Even with tones though, there are still too many characters sounding exactly the same. In a Chinese dictionary (you might want to pause for a moment and imagine what a Chinese dictionary looks like. if you come across an unknown English word in writing, you can look it up by spelling. but what's the equivalent thing to do for a chinese character?), under any one sound specification, you can easily find 10-20 characters.
where I disagree is that, yes, classic written Chinese is tricky to understand, but not in the sense that they are mostly one-syllable words. they are tricky to understand in the same sense that Shakespearean (or Chaucerian) English was tricky to understand to modern English speakers - due to unfamiliar vocabulary and old-style grammar. if this opinion is valid, I further propose that, when the Chinese talk, they might rely more heavily on semantics to parse sentences in real-time, since based on sound alone there might be too many character candidates. in other words, they use what's being talked about to do some pretty heavy-handed proning as they process incoming syllables.

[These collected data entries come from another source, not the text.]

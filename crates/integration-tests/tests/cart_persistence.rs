//! Integration tests for cart persistence across restarts.

use std::sync::Arc;

use rocketshoes_cart::notify::RecordingNotifier;
use rocketshoes_cart::store::{FileStore, KeyValueStore, MemoryStore, load_cart};
use rocketshoes_cart::{CartManager, CartServices};
use rocketshoes_core::ProductId;
use rocketshoes_integration_tests::{FakeStorefront, Harness, STORAGE_KEY};
use serde_json::Value;

fn storefront() -> FakeStorefront {
    FakeStorefront::new()
        .with_product(1, 17990, 5)
        .with_product(2, 13990, 5)
        .with_product(3, 9990, 5)
}

#[tokio::test]
async fn test_restart_restores_ids_order_and_quantities() {
    let h = Harness::new(storefront());
    for id in [3, 1, 2, 1, 3, 3] {
        h.manager
            .add_product(ProductId::new(id))
            .await
            .expect("add succeeds");
    }
    let before = h.manager.cart();

    let restarted = h.restart();

    assert_eq!(restarted.manager.cart(), before);
    assert_eq!(restarted.ids(), vec![3, 1, 2]);
    assert_eq!(restarted.amount(3), Some(3));
    assert_eq!(restarted.amount(1), Some(2));
}

#[tokio::test]
async fn test_every_mutation_overwrites_store() {
    let h = Harness::new(storefront());

    h.manager
        .add_product(ProductId::new(1))
        .await
        .expect("add succeeds");
    assert_eq!(h.persisted(), Some(h.manager.cart()));

    h.manager
        .update_product_amount(ProductId::new(1), 3)
        .await
        .expect("update succeeds");
    assert_eq!(h.persisted(), Some(h.manager.cart()));

    h.manager
        .remove_product(ProductId::new(1))
        .expect("remove succeeds");
    assert_eq!(h.persisted(), Some(h.manager.cart()));
    assert_eq!(h.persisted_raw().as_deref(), Some("[]"));
}

#[tokio::test]
async fn test_rejected_operation_does_not_write() {
    let h = Harness::new(storefront());
    h.manager
        .add_product(ProductId::new(1))
        .await
        .expect("add succeeds");
    let raw = h.persisted_raw();

    h.manager
        .update_product_amount(ProductId::new(1), 9)
        .await
        .expect_err("update is rejected");
    h.manager
        .remove_product(ProductId::new(2))
        .expect_err("remove is rejected");

    assert_eq!(h.persisted_raw(), raw);
}

#[tokio::test]
async fn test_persisted_format_is_flat_product_array() {
    let h = Harness::new(storefront());
    h.manager
        .add_product(ProductId::new(2))
        .await
        .expect("add succeeds");

    let raw = h.persisted_raw().expect("cart persisted");
    let value: Value = serde_json::from_str(&raw).expect("valid json");
    let lines = value.as_array().expect("array of lines");
    assert_eq!(lines.len(), 1);
    let line = lines.first().expect("one line");
    assert_eq!(line.get("id"), Some(&Value::from(2)));
    assert_eq!(line.get("amount"), Some(&Value::from(1)));
    assert_eq!(line.get("title"), Some(&Value::from("Sneaker 2")));
    assert!(line.get("price").is_some());
    assert!(line.get("image").is_some());
}

#[tokio::test]
async fn test_loads_cart_written_with_numeric_prices() {
    let store = Arc::new(MemoryStore::new());
    store
        .set(
            STORAGE_KEY,
            r#"[{"id":2,"title":"Tênis VR Caminhada","price":139.9,"image":"a.jpg","amount":2}]"#,
        )
        .expect("seed store");

    let h = Harness::with_store(Arc::new(storefront()), store);

    assert_eq!(h.ids(), vec![2]);
    assert_eq!(h.amount(2), Some(2));
    assert_eq!(h.manager.cart().subtotal().display(), "$279.80");
}

#[tokio::test]
async fn test_corrupt_store_starts_empty_and_recovers() {
    let store = Arc::new(MemoryStore::new());
    store.set(STORAGE_KEY, "{oops").expect("seed store");

    let h = Harness::with_store(Arc::new(storefront()), store);
    assert!(h.manager.cart().is_empty());

    h.manager
        .add_product(ProductId::new(1))
        .await
        .expect("add succeeds");
    assert_eq!(h.persisted(), Some(h.manager.cart()));
}

#[tokio::test]
async fn test_other_keys_are_left_alone() {
    let store = Arc::new(MemoryStore::new());
    store.set("@RocketShoes:theme", "dark").expect("seed store");

    let h = Harness::with_store(Arc::new(storefront()), Arc::clone(&store));
    h.manager
        .add_product(ProductId::new(1))
        .await
        .expect("add succeeds");

    assert_eq!(
        store.get("@RocketShoes:theme").expect("read").as_deref(),
        Some("dark")
    );
}

#[tokio::test]
async fn test_unreadable_storage_file_is_replaced_on_first_write() {
    let dir = tempfile::tempdir().expect("create temp dir");
    let path = dir.path().join("storage.json");
    std::fs::write(&path, "{truncated").expect("seed storage file");

    let api = Arc::new(storefront());
    let store = Arc::new(FileStore::new(&path));
    let notifier = Arc::new(RecordingNotifier::new());
    let manager = CartManager::load(
        CartServices {
            catalog: api.clone(),
            stock: api,
            store: store.clone(),
            notifier: notifier.clone(),
        },
        STORAGE_KEY,
    );
    assert!(manager.cart().is_empty());

    for _ in 0..3 {
        manager
            .add_product(ProductId::new(1))
            .await
            .expect("add succeeds");
    }

    assert!(notifier.notifications().is_empty());
    assert_eq!(
        manager.cart().get(ProductId::new(1)).map(|item| item.amount),
        Some(3)
    );
    assert_eq!(
        load_cart(store.as_ref(), STORAGE_KEY).expect("storage readable"),
        Some(manager.cart())
    );
}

On Chinese dictionaries. I actually don't think there is any difference from English ones, at least in the way I use them.
When I use an English dictionary I use the word's spelling. I don't check how the word is pronounced when I do this.
When I use a Chinese dictionary I use the number of strokes that make up the character, which puts all the characters in a sort of order not unlike an alphabetical one. I also do not need to know how the word is pronounced when I do this.
There is no such thing as "turning Chinese into a tonal language." Chinese is tonal to begin with. For native speakers, a different tone does sound as distinct as a different phoneme. The problem the poem exemplifies is the sort we run into when we reduce the language into only the phonetics -- a problem I'm not convinced is unique to Chinese. In fact, just the post above pointed to an example of such in English.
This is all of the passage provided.